I no longer have current access to the notebook after certificate. But according to the copy I snapshot last year, it does not seem attention_mask was ever used in training the model:
the tf training dataset has only input_ids. However, I recently found huggingface notebook on training NER, and it is using the same distillbert model, and it does involve attention_mask in the input. In fact, the tf dataset input is a Dict with both input_ids and attention_mask. Using the attention mask make sense since you don’t want to build representation attended to padded stuff.
So I wonder why the notebook in this specialization never use attention mask?
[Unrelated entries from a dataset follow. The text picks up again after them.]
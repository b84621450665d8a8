//! Configuration for the hub

use crate::protocol::DEFAULT_SCHEME;
use crate::transport::ProtocolSession;
use std::fmt;
use std::sync::Arc;

/// Supplies the host contexts the hub serves, evaluated once the host is ready
pub type SessionProvider = Arc<dyn Fn() -> Vec<Arc<dyn ProtocolSession>> + Send + Sync>;

/// Hub configuration
#[derive(Clone)]
pub struct HubConfig {
    /// Scheme the hub answers on
    pub scheme: String,

    /// Contexts to serve; `None` means the host's default context
    pub get_sessions: Option<SessionProvider>,

    /// Warn when publishing while no client is subscribed
    pub warn_no_renderers: bool,
}

impl HubConfig {
    pub fn new() -> Self {
        Self {
            scheme: DEFAULT_SCHEME.to_string(),
            get_sessions: None,
            warn_no_renderers: true,
        }
    }

    /// Answer on a different scheme
    pub fn scheme(mut self, scheme: impl Into<String>) -> Self {
        self.scheme = scheme.into();
        self
    }

    /// Serve the contexts returned by `provider` instead of the default one
    pub fn sessions<F>(mut self, provider: F) -> Self
    where
        F: Fn() -> Vec<Arc<dyn ProtocolSession>> + Send + Sync + 'static,
    {
        self.get_sessions = Some(Arc::new(provider));
        self
    }

    /// Enable or disable the no-subscriber warning
    pub fn warn_no_renderers(mut self, warn: bool) -> Self {
        self.warn_no_renderers = warn;
        self
    }
}

impl Default for HubConfig {
    fn default() -> Self {
        Self::new()
    }
}

impl fmt::Debug for HubConfig {
    fn fmt(&self, f: &mut fmt::Formatter<'_>) -> fmt::Result {
        f.debug_struct("HubConfig")
            .field("scheme", &self.scheme)
            .field("get_sessions", &self.get_sessions.as_ref().map(|_| "<provider>"))
            .field("warn_no_renderers", &self.warn_no_renderers)
            .finish()
    }
}

#[cfg(test)]
mod tests {
    use super::*;

    #[test]
    fn test_config_defaults() {
        let config = HubConfig::new();

        assert_eq!(config.scheme, DEFAULT_SCHEME);
        assert!(config.get_sessions.is_none());
        assert!(config.warn_no_renderers);
    }

    #[test]
    fn test_config_builder_chain() {
        let config = HubConfig::new()
            .scheme("custom-ipc")
            .sessions(Vec::new)
            .warn_no_renderers(false);

        assert_eq!(config.scheme, "custom-ipc");
        assert!(config.get_sessions.is_some());
        assert!(!config.warn_no_renderers);
    }

    #[test]
    fn test_config_debug_hides_provider() {
        let config = HubConfig::new().sessions(Vec::new);
        let debug = format!("{:?}", config);
        assert!(debug.contains("<provider>"));
        assert!(debug.contains(DEFAULT_SCHEME));
    }
}
//! The shared colour buffer and the commands that mutate it.
//!
//! All in-place mutation goes through [`ColourGrid::apply`]. Readers only get
//! shared access to the cells.
use log::trace;

use crate::colour::Colour;
use crate::error::Result;
use crate::grid::Grid;
use crate::tone::{to_colour, xor_filter, ToneCurve};

/// Operations a user can issue against the colour grid.
#[derive(Debug, Clone, Copy, PartialEq)]
pub enum Command {
    /// Re-map every cell through the contrast/brightness tone curve.
    Adjust { contrast: f32, brightness: f32 },
    /// XOR every cell with `mask`.
    Filter { mask: Colour },
    /// Export request; leaves the grid untouched.
    Save,
    /// Usage request; leaves the grid untouched.
    Help,
}

impl Command {
    /// `Filter` with [`Colour::FILTER_MASK`].
    pub fn filter() -> Self {
        Command::Filter { mask: Colour::FILTER_MASK }
    }

    /// Whether applying this command changes any cell.
    pub fn mutates(&self) -> bool {
        matches!(self, Command::Adjust { .. } | Command::Filter { .. })
    }
}

/// Owned greyscale (until filtered) colour buffer produced by the pipeline.
#[derive(Debug, Clone, PartialEq)]
pub struct ColourGrid {
    cells: Grid<Colour>,
}

impl ColourGrid {
    /// Tone-map a normalized noise field.
    pub fn from_noise(noise: &Grid<f32>) -> Self {
        Self { cells: noise.map(|&v| to_colour(v)) }
    }

    #[cfg(test)]
    pub(crate) fn from_grid(cells: Grid<Colour>) -> Self {
        Self { cells }
    }

    pub fn width(&self) -> usize {
        self.cells.width()
    }

    pub fn height(&self) -> usize {
        self.cells.height()
    }

    #[inline]
    pub fn get(&self, row: usize, col: usize) -> Colour {
        *self.cells.get(row, col)
    }

    pub fn rows(&self) -> std::slice::Chunks<'_, Colour> {
        self.cells.rows()
    }

    /// Apply `command`. Inputs are validated before any cell is touched, so a
    /// failed command leaves the grid unchanged.
    pub fn apply(&mut self, command: Command) -> Result<()> {
        match command {
            Command::Adjust { contrast, brightness } => {
                let curve = ToneCurve::new(contrast, brightness)?;
                // Cells are greyscale after tone mapping; red carries the intensity.
                for cell in self.cells.iter_mut() {
                    let v = cell.r as f32 / 255.0;
                    *cell = to_colour(curve.apply(v));
                }
                trace!("adjusted {} cells (contrast {contrast}, brightness {brightness})", self.cells.len());
            }
            Command::Filter { mask } => {
                for cell in self.cells.iter_mut() {
                    *cell = xor_filter(*cell, mask);
                }
                trace!("filtered {} cells with mask {mask:?}", self.cells.len());
            }
            Command::Save | Command::Help => {}
        }
        Ok(())
    }
}

#[cfg(test)]
mod tests {
    use super::*;
    use crate::error::NoiseError;
    use crate::noise::blend;
    use crate::random_field::{generate, RandomSource};

    fn sample_grid() -> ColourGrid {
        let base = generate(16, 16, &mut RandomSource::from_seed(42)).unwrap();
        ColourGrid::from_noise(&blend(&base, 4).unwrap())
    }

    #[test]
    fn from_noise_is_greyscale() {
        let grid = sample_grid();
        assert_eq!((grid.width(), grid.height()), (16, 16));
        for row in grid.rows() {
            for c in row {
                assert!(c.r == c.g && c.g == c.b);
            }
        }
    }

    #[test]
    fn filter_twice_restores_grid() {
        let original = sample_grid();
        let mut grid = original.clone();
        grid.apply(Command::filter()).unwrap();
        assert_ne!(grid, original);
        grid.apply(Command::Filter { mask: Colour::new(127, 127, 254) }).unwrap();
        assert_eq!(grid, original);
    }

    #[test]
    fn neutral_adjust_keeps_cells() {
        let original = sample_grid();
        let mut grid = original.clone();
        grid.apply(Command::Adjust { contrast: 0.0, brightness: 0.0 }).unwrap();
        assert_eq!(grid, original);
    }

    #[test]
    fn adjust_rebuilds_greyscale_from_red() {
        let cells = Grid::new(2, 2, Colour::new(100, 7, 250)).unwrap();
        let mut grid = ColourGrid::from_grid(cells);
        grid.apply(Command::Adjust { contrast: 0.0, brightness: 10.0 }).unwrap();
        assert_eq!(grid.get(1, 1), Colour::grey(110));
    }

    #[test]
    fn adjust_clamps_channels() {
        let mut grid = sample_grid();
        grid.apply(Command::Adjust { contrast: 0.0, brightness: 255.0 }).unwrap();
        assert!(grid.rows().flatten().all(|&c| c == Colour::WHITE));
    }

    #[test]
    fn rejected_adjust_leaves_grid_untouched() {
        let original = sample_grid();
        let mut grid = original.clone();
        let err = grid.apply(Command::Adjust { contrast: 258.9, brightness: 0.0 }).unwrap_err();
        assert_eq!(err, NoiseError::InvalidContrast(258.9));
        assert_eq!(grid, original);
    }

    #[test]
    fn save_and_help_do_not_mutate() {
        let original = sample_grid();
        let mut grid = original.clone();
        grid.apply(Command::Save).unwrap();
        grid.apply(Command::Help).unwrap();
        assert_eq!(grid, original);
        assert!(!Command::Save.mutates() && !Command::Help.mutates());
        assert!(Command::filter().mutates());
    }
}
@TMosh Thanks. I wonder if these optional notebooks are being also updated frequently. I copied mine locally last year after completing the specialization, so maybe there’s a chance they fixed it?
I also ran into another issue with this notebook concerning the metrics=[‘accuracy’], i will post a new thread on it.
I am actually trying out different way to train NER for my own project, so looking closely at this notebook than otherwise. I highly suspect the course instructors/TAs had based this off from huggingface’s own tutorial (maybe older version), with their own variation on how dataset is being prepared. I found some of the code and idea useful.
But the ungraded lab notebook is also deficient in explanation, i suspect those long winding parsing function have bugs… I think last week of course 5 has its fair share of complaints in the past, hopefully they will improve in the future.